Dabei hatte sich die chinesische Regierung hehre Ziele gesetzt. Bis 2015 sollte eine halbe Million Elektroautos auf Chinas Straßen rollen, bis 2020 über fünf Millionen. Von den insgesamt 20 Millionen verkauften Autos im vergangenen Jahr waren jedoch gerade einmal rund 12.000 elektrisch angetrieben. Auch unter chinesischen Autoexperten mehren sich die Stimmen, diese Pläne seien nicht mehr einzuhalten.
Und das trotz der diversen staatlichen Anreize. Umgerechnet zwischen 9.200 und 14.700 Euro an staatlichen Zuschüssen gibt es für den Kauf eines Elektroautos. Und während in Städten wie Shanghai und Peking Käufer von konventionellen Autos Monate warten müssen, bis sie in einem Losverfahren ein Autokennzeichen erhalten, gibt es sie für Stromer sofort.
Der Hauptgrund für das bislang verfehlte Ziel: Obwohl die chinesische Führung seit Jahren auf einheitliche Aufladestationen drängt, haben sich die Autobauer in China auch weiterhin nicht auf ein gemeinsames System geeinigt. Der Egoismus überwiegt bislang. Ein Rundgang über die Automesse in Shanghai macht das deutlich: Fast jeder Autohersteller hat in irgendeiner Ecke zwar ein Elektroauto stehen, jedes von ihnen allerdings auch mit einem eigenen Stecker.
Hinzu kommen Vorschriften, die an den Bedürfnissen der potenziellen Nutzer vorbeigehen. So dürfen Elektroautos aus Angst vor Brandgefahr nicht in Tiefgaragen aufgeladen werden. 80 Prozent der chinesischen Mittelschicht in den Großstädten leben jedoch in Hochhäusern. Ihnen bleibt gar keine andere Möglichkeit, als ihr Auto in der Tiefgarage abzustellen.
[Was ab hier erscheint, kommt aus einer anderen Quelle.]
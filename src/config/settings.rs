//! # Configuration Settings
//!
//! Defines the configuration structure for steward: which backends are built,
//! their defaults, and how logging is set up.

use crate::errors::{Error, Result};
use serde::{Deserialize, Serialize};
use std::path::{Path, PathBuf};
use std::time::Duration;
use validator::Validate;

/// Prefix for environment variable overrides, e.g. `STEWARD_BACKENDS__HTTP__TIMEOUT_SECONDS`
pub const ENV_PREFIX: &str = "STEWARD";

/// Main application configuration
#[derive(Debug, Clone, Serialize, Deserialize, Validate, Default)]
#[serde(default)]
pub struct AppConfig {
    /// Backend configuration
    #[validate(nested)]
    pub backends: BackendsConfig,

    /// Observability configuration
    #[validate(nested)]
    pub observability: ObservabilityConfig,
}

impl AppConfig {
    /// Load configuration from defaults, an optional file, and environment overrides
    ///
    /// Sources are layered in that order; later sources win. The result is
    /// validated before it is returned.
    pub fn load(path: Option<&Path>) -> Result<Self> {
        let mut builder =
            config::Config::builder().add_source(config::Config::try_from(&Self::default())?);

        if let Some(path) = path {
            if !path.exists() {
                return Err(Error::config(format!(
                    "Configuration file not found: {}",
                    path.display()
                )));
            }
            builder = builder.add_source(config::File::from(path));
        }

        builder = builder.add_source(
            config::Environment::with_prefix(ENV_PREFIX)
                .prefix_separator("_")
                .separator("__")
                .try_parsing(true),
        );

        let config: Self = builder.build()?.try_deserialize()?;
        config.validate()?;
        Ok(config)
    }

    /// Validate the entire configuration
    pub fn validate(&self) -> Result<()> {
        Validate::validate(self).map_err(Error::from)?;
        self.validate_custom()?;
        Ok(())
    }

    /// Cross-field checks the validator derive cannot express
    fn validate_custom(&self) -> Result<()> {
        let backends = &self.backends;

        if !backends.any_enabled() {
            return Err(Error::validation("At least one backend must be enabled"));
        }

        if backends.http.client_cert_path.is_some() != backends.http.client_key_path.is_some() {
            return Err(Error::validation_field(
                "Client certificate and client key must be configured together",
                "backends.http.client_key_path",
            ));
        }

        if backends.aws.access_key_id.is_some() != backends.aws.secret_access_key.is_some() {
            return Err(Error::validation_field(
                "AWS access key id and secret access key must be configured together",
                "backends.aws.secret_access_key",
            ));
        }

        Ok(())
    }
}

/// Which backends are registered, and their defaults
#[derive(Debug, Clone, Serialize, Deserialize, Validate, Default)]
#[serde(default)]
pub struct BackendsConfig {
    pub file: ToggleConfig,
    pub direct: ToggleConfig,
    #[validate(nested)]
    pub env: EnvBackendConfig,
    #[validate(nested)]
    pub http: HttpBackendConfig,
    pub aws: AwsBackendConfig,
    pub gcp: GcpBackendConfig,
}

impl BackendsConfig {
    /// Whether any backend will be registered
    pub fn any_enabled(&self) -> bool {
        self.file.enabled
            || self.direct.enabled
            || self.env.enabled
            || self.http.enabled
            || self.aws.enabled
            || self.gcp.enabled
    }
}

/// On/off switch for backends without further settings
#[derive(Debug, Clone, Serialize, Deserialize)]
#[serde(default)]
pub struct ToggleConfig {
    pub enabled: bool,
}

impl Default for ToggleConfig {
    fn default() -> Self {
        Self { enabled: true }
    }
}

/// Environment variable backend (`env://NAME`)
#[derive(Debug, Clone, Serialize, Deserialize, Validate)]
#[serde(default)]
pub struct EnvBackendConfig {
    pub enabled: bool,

    /// Prepended to the variable name from the URL
    #[validate(length(max = 128, message = "Env prefix must be at most 128 characters"))]
    pub prefix: String,
}

impl Default for EnvBackendConfig {
    fn default() -> Self {
        Self { enabled: true, prefix: String::new() }
    }
}

/// HTTP(S) backend
#[derive(Debug, Clone, Serialize, Deserialize, Validate)]
#[serde(default)]
pub struct HttpBackendConfig {
    pub enabled: bool,

    /// Request timeout in seconds
    #[validate(range(
        min = 1,
        max = 300,
        message = "HTTP timeout must be between 1 and 300 seconds"
    ))]
    pub timeout_seconds: u64,

    /// PEM file with a CA certificate to trust for every request
    pub ca_cert_path: Option<PathBuf>,

    /// PEM file with a client certificate presented on every request
    pub client_cert_path: Option<PathBuf>,

    /// PEM file with the key for `client_cert_path`
    pub client_key_path: Option<PathBuf>,
}

impl Default for HttpBackendConfig {
    fn default() -> Self {
        Self {
            enabled: true,
            timeout_seconds: 30,
            ca_cert_path: None,
            client_cert_path: None,
            client_key_path: None,
        }
    }
}

impl HttpBackendConfig {
    /// Get request timeout as Duration
    pub fn timeout(&self) -> Duration {
        Duration::from_secs(self.timeout_seconds)
    }
}

/// AWS Secrets Manager backend (`asm://`)
#[derive(Clone, Serialize, Deserialize, Default)]
#[serde(default)]
pub struct AwsBackendConfig {
    pub enabled: bool,

    /// Region used when the URL has no host
    pub region: Option<String>,

    /// Static credentials used when the URL carries none
    pub access_key_id: Option<String>,
    pub secret_access_key: Option<String>,
}

impl std::fmt::Debug for AwsBackendConfig {
    fn fmt(&self, f: &mut std::fmt::Formatter<'_>) -> std::fmt::Result {
        f.debug_struct("AwsBackendConfig")
            .field("enabled", &self.enabled)
            .field("region", &self.region)
            .field("access_key_id", &self.access_key_id)
            .field("secret_access_key", &self.secret_access_key.as_ref().map(|_| "[REDACTED]"))
            .finish()
    }
}

/// GCP Secret Manager backend (`gsm://`)
#[derive(Debug, Clone, Serialize, Deserialize, Default)]
#[serde(default)]
pub struct GcpBackendConfig {
    pub enabled: bool,

    /// Project ID used when the URL has no host
    pub project: Option<String>,

    /// Service account key file; falls back to `GOOGLE_APPLICATION_CREDENTIALS`
    pub credentials_path: Option<PathBuf>,
}

/// Logging configuration
#[derive(Debug, Clone, Serialize, Deserialize, Validate)]
#[serde(default)]
pub struct ObservabilityConfig {
    /// Service name attached to every log line
    #[validate(length(min = 1, message = "Service name cannot be empty"))]
    pub service_name: String,

    /// Log level (trace, debug, info, warn, error)
    #[validate(length(min = 1, message = "Log level cannot be empty"))]
    pub log_level: String,

    /// Enable JSON structured logging
    pub json_logging: bool,
}

impl Default for ObservabilityConfig {
    fn default() -> Self {
        Self {
            service_name: "steward".to_string(),
            log_level: "info".to_string(),
            json_logging: false,
        }
    }
}

#[cfg(test)]
mod tests {
    use super::*;
    use std::io::Write;

    #[test]
    fn test_default_config_validation() {
        let config = AppConfig::default();
        assert!(config.validate().is_ok());
        assert!(config.backends.file.enabled);
        assert!(config.backends.http.enabled);
        assert!(!config.backends.aws.enabled);
        assert!(!config.backends.gcp.enabled);
    }

    #[test]
    fn test_http_timeout() {
        let config = HttpBackendConfig { timeout_seconds: 45, ..Default::default() };
        assert_eq!(config.timeout(), Duration::from_secs(45));
    }

    #[test]
    fn test_http_timeout_out_of_range() {
        let mut config = AppConfig::default();
        config.backends.http.timeout_seconds = 0;
        assert!(matches!(config.validate(), Err(Error::Validation { .. })));
    }

    #[test]
    fn test_client_cert_without_key_rejected() {
        let mut config = AppConfig::default();
        config.backends.http.client_cert_path = Some(PathBuf::from("/tmp/cert.pem"));

        let err = config.validate().unwrap_err();
        assert!(err.to_string().contains("configured together"));
    }

    #[test]
    fn test_aws_partial_credentials_rejected() {
        let mut config = AppConfig::default();
        config.backends.aws.access_key_id = Some("AKIDEXAMPLE".to_string());
        assert!(config.validate().is_err());
    }

    #[test]
    fn test_aws_secret_redacted_in_debug() {
        let config = AwsBackendConfig {
            access_key_id: Some("AKIDEXAMPLE".to_string()),
            secret_access_key: Some("wJalrXUtnFEMI".to_string()),
            ..Default::default()
        };

        let output = format!("{:?}", config);
        assert!(output.contains("AKIDEXAMPLE"));
        assert!(!output.contains("wJalrXUtnFEMI"));
    }

    #[test]
    fn test_all_backends_disabled_rejected() {
        let mut config = AppConfig::default();
        config.backends.file.enabled = false;
        config.backends.direct.enabled = false;
        config.backends.env.enabled = false;
        config.backends.http.enabled = false;

        let err = config.validate().unwrap_err();
        assert!(err.to_string().contains("At least one backend"));
    }

    #[test]
    fn test_empty_log_level_rejected() {
        let mut config = AppConfig::default();
        config.observability.log_level = String::new();
        assert!(config.validate().is_err());
    }

    #[test]
    fn test_load_from_toml_file() {
        let mut file = tempfile::Builder::new().suffix(".toml").tempfile().unwrap();
        writeln!(
            file,
            r#"
[backends.http]
timeout_seconds = 5

[backends.env]
prefix = "APP_"

[backends.gcp]
enabled = true
project = "my-project"

[observability]
log_level = "debug"
"#
        )
        .unwrap();

        let config = AppConfig::load(Some(file.path())).unwrap();
        assert_eq!(config.backends.http.timeout_seconds, 5);
        assert_eq!(config.backends.env.prefix, "APP_");
        assert!(config.backends.gcp.enabled);
        assert_eq!(config.backends.gcp.project.as_deref(), Some("my-project"));
        assert_eq!(config.observability.log_level, "debug");
        // Untouched sections keep their defaults
        assert!(config.backends.file.enabled);
    }

    #[test]
    fn test_load_missing_file() {
        let err = AppConfig::load(Some(Path::new("/nonexistent/steward.toml"))).unwrap_err();
        assert!(matches!(err, Error::Config { .. }));
    }
}
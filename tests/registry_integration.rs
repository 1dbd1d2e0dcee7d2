//! Integration tests for key resolution through the public registry API

use async_trait::async_trait;
use proptest::prelude::*;
use std::io::Write;
use std::sync::Arc;
use steward::config::BackendsConfig;
use steward::{Error, ErrorKind, FetchOptions, Result, SecretBackend, SecretBackendRegistry};
use url::Url;
use wiremock::matchers::{body_string, header, method, path};
use wiremock::{Mock, MockServer, ResponseTemplate};

/// Backend that answers every URL with a fixed value
#[derive(Debug)]
struct StaticBackend {
    schemes: Vec<&'static str>,
    value: &'static [u8],
}

#[async_trait]
impl SecretBackend for StaticBackend {
    fn name(&self) -> &'static str {
        "static"
    }

    fn supported_schemes(&self) -> Vec<String> {
        self.schemes.iter().map(|s| s.to_string()).collect()
    }

    async fn fetch(&self, _url: &Url, _options: &FetchOptions) -> Result<Vec<u8>> {
        Ok(self.value.to_vec())
    }
}

fn static_backend(schemes: &[&'static str], value: &'static [u8]) -> Arc<StaticBackend> {
    Arc::new(StaticBackend { schemes: schemes.to_vec(), value })
}

#[tokio::test]
async fn test_end_to_end_mock_scheme() {
    let registry = SecretBackendRegistry::default();
    registry.register(static_backend(&["mock"], b"hello")).await.unwrap();

    assert_eq!(registry.fetch("mock://x").await.unwrap(), b"hello");
    assert_eq!(registry.fetch("nomock://x").await.unwrap_err().kind(), ErrorKind::SchemeUnknown);
    assert_eq!(registry.fetch("plain-text").await.unwrap(), b"plain-text");
    assert_eq!(registry.fetch("").await.unwrap_err().kind(), ErrorKind::NotFound);
}

#[tokio::test]
async fn test_first_registration_wins() {
    let registry = SecretBackendRegistry::default();
    registry.register(static_backend(&["s"], b"first")).await.unwrap();

    let err = registry.register(static_backend(&["s"], b"second")).await.unwrap_err();
    assert!(matches!(err, Error::SchemeAlreadyRegistered { .. }));
    assert_eq!(registry.fetch("s://key").await.unwrap(), b"first");
}

#[tokio::test]
async fn test_conflicting_registration_binds_nothing() {
    let registry = SecretBackendRegistry::default();
    registry.register(static_backend(&["a"], b"a")).await.unwrap();

    assert!(registry.register(static_backend(&["a", "b"], b"ab")).await.is_err());
    assert!(!registry.has_scheme("b").await);
    assert_eq!(registry.fetch("b://key").await.unwrap_err().kind(), ErrorKind::SchemeUnknown);
}

#[tokio::test]
async fn test_invalid_urls() {
    let registry = SecretBackendRegistry::from_config(&BackendsConfig::default()).await.unwrap();

    for key in ["://missing-scheme", "1bad://x", "http://[::1", "direct:///%zz", "file:///a%2"] {
        let err = registry.fetch(key).await.unwrap_err();
        assert_eq!(err.kind(), ErrorKind::UrlInvalid, "key {:?}", key);
    }
}

#[tokio::test]
async fn test_configured_registry_schemes() {
    let registry = SecretBackendRegistry::from_config(&BackendsConfig::default()).await.unwrap();
    assert_eq!(registry.registered_schemes().await, vec!["direct", "env", "file", "http", "https"]);
}

#[tokio::test]
async fn test_configured_registry_builtin_backends() {
    let registry = SecretBackendRegistry::from_config(&BackendsConfig::default()).await.unwrap();

    let mut file = tempfile::NamedTempFile::new().unwrap();
    file.write_all(b"from-file").unwrap();
    let file_key = Url::from_file_path(file.path()).unwrap().to_string();
    assert_eq!(registry.fetch(&file_key).await.unwrap(), b"from-file");

    let missing = Url::from_file_path(file.path().with_extension("missing")).unwrap();
    assert!(registry.fetch(missing.as_str()).await.unwrap_err().is_not_found());

    assert_eq!(registry.fetch("direct:///inline").await.unwrap(), b"inline");

    std::env::set_var("STEWARD_IT_REGISTRY_TOKEN", "from-env");
    assert_eq!(registry.fetch("env://STEWARD_IT_REGISTRY_TOKEN").await.unwrap(), b"from-env");
    std::env::remove_var("STEWARD_IT_REGISTRY_TOKEN");
}

#[tokio::test]
async fn test_configured_registry_http() {
    let server = MockServer::start().await;
    Mock::given(method("GET"))
        .and(path("/v1/token"))
        .respond_with(ResponseTemplate::new(200).set_body_string("from-http"))
        .mount(&server)
        .await;
    Mock::given(method("POST"))
        .and(path("/v1/exchange"))
        .and(header("content-type", "application/json"))
        .and(body_string("{\"grant\":\"x\"}"))
        .respond_with(ResponseTemplate::new(200).set_body_string("exchanged"))
        .mount(&server)
        .await;

    let registry = SecretBackendRegistry::from_config(&BackendsConfig::default()).await.unwrap();

    let key = format!("{}/v1/token", server.uri());
    assert_eq!(registry.fetch(&key).await.unwrap(), b"from-http");

    let options = FetchOptions::default()
        .with_method("post")
        .with_mime_type("application/json")
        .with_body("{\"grant\":\"x\"}");
    let key = format!("{}/v1/exchange", server.uri());
    assert_eq!(registry.fetch_with(&key, &options).await.unwrap(), b"exchanged");

    let key = format!("{}/v1/unknown", server.uri());
    assert!(registry.fetch(&key).await.unwrap_err().is_not_found());
}

#[tokio::test]
async fn test_concurrent_fetches() {
    let registry = Arc::new(SecretBackendRegistry::default());
    registry.register(static_backend(&["mock"], b"shared")).await.unwrap();

    let handles: Vec<_> = (0..16)
        .map(|i| {
            let registry = Arc::clone(&registry);
            tokio::spawn(async move {
                if i % 2 == 0 {
                    registry.fetch("mock://key").await
                } else {
                    registry.fetch("shared").await
                }
            })
        })
        .collect();

    for handle in handles {
        assert_eq!(handle.await.unwrap().unwrap(), b"shared");
    }
}

proptest! {
    #[test]
    fn prop_literal_keys_are_returned_verbatim(key in "[^\\x00]{1,64}") {
        prop_assume!(!key.contains("://"));

        let runtime = tokio::runtime::Builder::new_current_thread().build().unwrap();
        let registry = SecretBackendRegistry::default();

        let first = runtime.block_on(registry.fetch(&key)).unwrap();
        let second = runtime.block_on(registry.fetch(&key)).unwrap();
        prop_assert_eq!(&first, key.as_bytes());
        prop_assert_eq!(first, second);
    }
}
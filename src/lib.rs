//! # Steward
//!
//! Steward resolves configuration keys to secret payloads. A key is either a
//! literal value, returned as-is, or a URL whose scheme selects the backend that
//! knows how to fetch it:
//!
//! ```text
//! "plain-value"                       → b"plain-value"
//! "file:///run/secrets/db-password"   → contents of the file
//! "https://vault.internal/v1/token"   → HTTP response body
//! "asm://us-east-1/prod/db"           → AWS Secrets Manager value
//! "gsm://my-project/api-key"          → GCP Secret Manager latest version
//! ```
//!
//! ## Core Components
//!
//! - **Registry**: binds URL schemes to backends and dispatches keys
//! - **Backends**: file, direct, env, HTTP(S), and feature-gated cloud providers
//! - **Configuration**: layered defaults, file, and environment settings
//! - **Observability**: `tracing` spans handed to each component
//!
//! ## Example Usage
//!
//! ```rust,no_run
//! use steward::{AppConfig, Result, SecretBackendRegistry};
//!
//! #[tokio::main]
//! async fn main() -> Result<()> {
//!     let config = AppConfig::load(None)?;
//!     let registry = SecretBackendRegistry::from_config(&config.backends).await?;
//!     let token = registry.fetch("env://API_TOKEN").await?;
//!     println!("{} bytes", token.len());
//!     Ok(())
//! }
//! ```

pub mod backends;
pub mod cli;
pub mod config;
pub mod errors;
pub mod observability;

// Re-export commonly used types and traits
pub use backends::{FetchOptions, SecretBackend, SecretBackendRegistry};
pub use config::AppConfig;
pub use errors::{Error, ErrorKind, Result};

/// Application version from Cargo.toml
pub const VERSION: &str = env!("CARGO_PKG_VERSION");

/// Application name from Cargo.toml
pub const APP_NAME: &str = env!("CARGO_PKG_NAME");

#[cfg(test)]
mod tests {
    use super::*;

    #[test]
    fn test_constants() {
        assert!(!VERSION.is_empty());
        assert_eq!(APP_NAME, "steward");
    }
}
//! Direct secret backend implementation
//!
//! Serves `direct://` URLs by reflecting the value embedded in the URL path:
//! `direct:///secret` returns `secret`.

use super::backend::{decoded_path, FetchOptions, SecretBackend};
use crate::errors::Result;
use async_trait::async_trait;
use tracing::trace;
use url::Url;

/// Backend that returns the URL path itself as the value
#[derive(Debug)]
pub struct DirectSecretBackend {
    span: tracing::Span,
}

impl DirectSecretBackend {
    pub fn new(span: tracing::Span) -> Self {
        Self { span }
    }
}

#[async_trait]
impl SecretBackend for DirectSecretBackend {
    fn name(&self) -> &'static str {
        "direct"
    }

    fn supported_schemes(&self) -> Vec<String> {
        vec!["direct".to_string()]
    }

    async fn fetch(&self, url: &Url, _options: &FetchOptions) -> Result<Vec<u8>> {
        let value = decoded_path(url)?;
        trace!(parent: &self.span, len = value.len(), "Returning direct value");
        Ok(value.into_bytes())
    }
}

#[cfg(test)]
mod tests {
    use super::*;

    async fn fetch(key: &str) -> Result<Vec<u8>> {
        let backend = DirectSecretBackend::new(tracing::Span::none());
        backend.fetch(&Url::parse(key).unwrap(), &FetchOptions::default()).await
    }

    #[tokio::test]
    async fn test_fetch_value() {
        assert_eq!(fetch("direct:///secret").await.unwrap(), b"secret");
    }

    #[tokio::test]
    async fn test_fetch_nested_path() {
        assert_eq!(fetch("direct:///a/b/c").await.unwrap(), b"a/b/c");
    }

    #[tokio::test]
    async fn test_fetch_percent_encoded() {
        assert_eq!(fetch("direct:///hello%20world").await.unwrap(), b"hello world");
    }

    #[tokio::test]
    async fn test_fetch_empty() {
        assert!(fetch("direct://").await.unwrap().is_empty());
        assert!(fetch("direct:///").await.unwrap().is_empty());
    }
}
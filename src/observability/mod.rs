//! # Observability Infrastructure
//!
//! Structured logging for steward, built on `tracing` and `tracing-subscriber`.

pub mod logging;

pub use logging::{component_span, init_logging};
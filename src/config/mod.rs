//! # Configuration Management
//!
//! Layered configuration (defaults, optional file, `STEWARD_*` environment) loaded
//! with the `config` crate and checked once with `validator`.

pub mod settings;

pub use settings::{
    AppConfig, AwsBackendConfig, BackendsConfig, EnvBackendConfig, GcpBackendConfig,
    HttpBackendConfig, ObservabilityConfig, ToggleConfig, ENV_PREFIX,
};
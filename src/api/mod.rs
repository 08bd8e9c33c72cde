mod admin;
pub mod auth;
mod chats;
mod classes;
mod error;
mod notifications;
mod users;
mod validation;

use axum::{
    routing::{delete, get, post, put},
    Router,
};
use std::sync::Arc;
use tower_http::{cors::CorsLayer, trace::TraceLayer};

use crate::AppState;

pub fn create_router(state: Arc<AppState>) -> Router {
    // Auth routes (login and register are public)
    let auth_routes = Router::new()
        .route("/login", post(auth::login))
        .route("/register", post(auth::register))
        .route("/logout", post(auth::logout))
        .route("/me", get(auth::me));

    let api_routes = Router::new()
        // Users
        .route("/users/profile", get(users::get_profile))
        .route("/users/profile", put(users::update_profile))
        .route("/users/change-password", put(users::change_password))
        .route("/users/students", get(users::list_students))
        .route("/users/teachers", get(users::list_teachers))
        .route("/users/available", get(users::list_available))
        .route("/users/:id", get(users::get_user))
        // Classes
        .route("/classes", get(classes::list_classes))
        .route("/classes", post(classes::create_class))
        .route("/classes/:id", get(classes::get_class))
        .route("/classes/:id", put(classes::update_class))
        .route("/classes/:id", delete(classes::delete_class))
        .route("/classes/:id/join", post(classes::join_class))
        // Chats
        .route("/chats", get(chats::list_chats))
        .route("/chats", post(chats::create_chat))
        .route("/chats/:id", get(chats::get_chat))
        .route("/chats/:id", delete(chats::delete_chat))
        .route("/chats/:id/messages", get(chats::get_messages))
        .route("/chats/:id/messages", post(chats::send_message))
        // Notifications
        .route("/notifications", get(notifications::list_notifications))
        .route("/notifications/sync", post(notifications::sync_notifications))
        // Admin
        .route("/admin/stats", get(admin::get_stats))
        .route("/admin/users", post(admin::create_user))
        .route("/admin/users/:id/status", put(admin::update_user_status))
        .route("/admin/users/:id", delete(admin::delete_user));

    Router::new()
        .route("/health", get(health_check))
        .nest("/api/auth", auth_routes)
        .nest("/api", api_routes)
        .layer(CorsLayer::permissive())
        .layer(TraceLayer::new_for_http())
        .with_state(state)
}

async fn health_check() -> &'static str {
    "OK"
}
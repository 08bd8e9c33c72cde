//! Typed user projections per (viewer, subject) pairing.
//!
//! Each view is its own struct listing exactly the fields it carries, so a
//! response can never leak a field by forgetting to strip it from a full
//! record.

use serde::{Deserialize, Serialize};

use crate::db::{EnrolledSubject, User, UserProfile, UserRole};

/// Student record as seen by a teacher: the full profile minus the contact
/// fields (`email`, `phone`)
#[derive(Debug, Clone, Serialize, Deserialize)]
pub struct RedactedUser {
    pub id: String,
    pub name: String,
    pub role: String,
    pub avatar: String,
    pub is_active: bool,
    #[serde(skip_serializing_if = "Option::is_none")]
    pub grade: Option<String>,
    #[serde(skip_serializing_if = "Option::is_none")]
    pub school: Option<String>,
    #[serde(skip_serializing_if = "Option::is_none")]
    pub father_name: Option<String>,
    #[serde(skip_serializing_if = "Option::is_none")]
    pub father_contact: Option<String>,
    #[serde(skip_serializing_if = "Option::is_none")]
    pub mother_name: Option<String>,
    #[serde(skip_serializing_if = "Option::is_none")]
    pub mother_contact: Option<String>,
    #[serde(skip_serializing_if = "Vec::is_empty", default)]
    pub enrolled_subjects: Vec<EnrolledSubject>,
    pub created_at: String,
    pub updated_at: String,
}

impl From<&User> for RedactedUser {
    fn from(user: &User) -> Self {
        Self {
            id: user.id.clone(),
            name: user.name.clone(),
            role: user.role.clone(),
            avatar: user.avatar.clone(),
            is_active: user.is_active != 0,
            grade: user.grade.clone(),
            school: user.school.clone(),
            father_name: user.father_name.clone(),
            father_contact: user.father_contact.clone(),
            mother_name: user.mother_name.clone(),
            mother_contact: user.mother_contact.clone(),
            enrolled_subjects: user.enrolled_subjects(),
            created_at: user.created_at.clone(),
            updated_at: user.updated_at.clone(),
        }
    }
}

/// Directory entry visible to students: display fields only
#[derive(Debug, Clone, Serialize, Deserialize)]
pub struct PublicUser {
    pub id: String,
    pub name: String,
    pub avatar: String,
    pub role: String,
}

impl From<&User> for PublicUser {
    fn from(user: &User) -> Self {
        Self {
            id: user.id.clone(),
            name: user.name.clone(),
            avatar: user.avatar.clone(),
            role: user.role.clone(),
        }
    }
}

/// A user record projected for a particular viewer
#[derive(Debug, Clone, Serialize)]
#[serde(untagged)]
pub enum UserView {
    Full(UserProfile),
    Redacted(RedactedUser),
    Public(PublicUser),
}

/// Choose the projection of `subject` appropriate for `viewer`.
///
/// Admins and self-views get the full record. A teacher looking at a student
/// gets the redacted view; any other record a teacher looks at is full.
/// Students see display fields only for anyone but themselves.
pub fn project_user(viewer: &User, subject: &User) -> UserView {
    if viewer.id == subject.id || viewer.role_enum().is_admin() {
        return UserView::Full(UserProfile::from(subject.clone()));
    }

    match viewer.role_enum() {
        UserRole::Teacher => {
            if subject.role_enum().is_student() {
                UserView::Redacted(RedactedUser::from(subject))
            } else {
                UserView::Full(UserProfile::from(subject.clone()))
            }
        }
        UserRole::Student => UserView::Public(PublicUser::from(subject)),
        UserRole::Admin => UserView::Full(UserProfile::from(subject.clone())),
    }
}

#[cfg(test)]
mod tests {
    use super::*;

    fn user(id: &str, role: &str) -> User {
        User {
            id: id.to_string(),
            name: format!("User {}", id),
            email: format!("{}@example.com", id),
            phone: Some("555-0100".to_string()),
            password_hash: "hash".to_string(),
            role: role.to_string(),
            avatar: String::new(),
            is_active: 1,
            grade: Some("10".to_string()),
            school: None,
            father_name: None,
            father_contact: Some("555-0199".to_string()),
            mother_name: None,
            mother_contact: None,
            enrolled_subjects: None,
            specialization: None,
            qualification: None,
            created_at: "2026-01-01T00:00:00Z".to_string(),
            updated_at: "2026-01-01T00:00:00Z".to_string(),
        }
    }

    fn fields(view: &UserView) -> serde_json::Value {
        serde_json::to_value(view).unwrap()
    }

    #[test]
    fn test_teacher_viewing_student_has_no_contact_fields() {
        let json = fields(&project_user(&user("t1", "teacher"), &user("s1", "student")));
        assert!(json.get("email").is_none());
        assert!(json.get("phone").is_none());
        // Non-contact student data stays visible
        assert_eq!(json["grade"], "10");
        assert_eq!(json["name"], "User s1");
    }

    #[test]
    fn test_admin_and_self_views_are_unrestricted() {
        let student = user("s1", "student");

        let json = fields(&project_user(&user("a1", "admin"), &student));
        assert_eq!(json["email"], "s1@example.com");
        assert_eq!(json["phone"], "555-0100");

        let json = fields(&project_user(&student, &student));
        assert_eq!(json["email"], "s1@example.com");
    }

    #[test]
    fn test_student_viewing_others_gets_display_fields_only() {
        let json = fields(&project_user(&user("s1", "student"), &user("t1", "teacher")));
        assert_eq!(json["name"], "User t1");
        assert_eq!(json["role"], "teacher");
        assert!(json.get("email").is_none());
        assert!(json.get("phone").is_none());
        assert!(json.get("grade").is_none());
        assert!(json.get("father_contact").is_none());
    }

    #[test]
    fn test_teacher_viewing_teacher_is_full() {
        let json = fields(&project_user(&user("t1", "teacher"), &user("t2", "teacher")));
        assert_eq!(json["email"], "t2@example.com");
    }

    #[test]
    fn test_no_view_carries_the_password_hash() {
        for viewer_role in ["admin", "teacher", "student"] {
            let json = fields(&project_user(&user("v", viewer_role), &user("s1", "student")));
            assert!(json.get("password_hash").is_none());
        }
    }
}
Für sie kommt der Wechsel auf ein Elektroauto nach derzeitiger Gesetzeslage insofern kaum infrage.
Beim genauen Lesen hat Chinas Führung ihr hoch gestecktes Ziel denn auch inzwischen abgeschwächt. Nicht mehr fünf Millionen reine Elektroautos werden bis 2020 anvisiert, heißt es von offizieller Stelle – jetzt werden darunter auch Plug-in-Hybridfahrzeuge subsumiert. In anderen Worten: In China gehört die Zukunft dem Hybrid.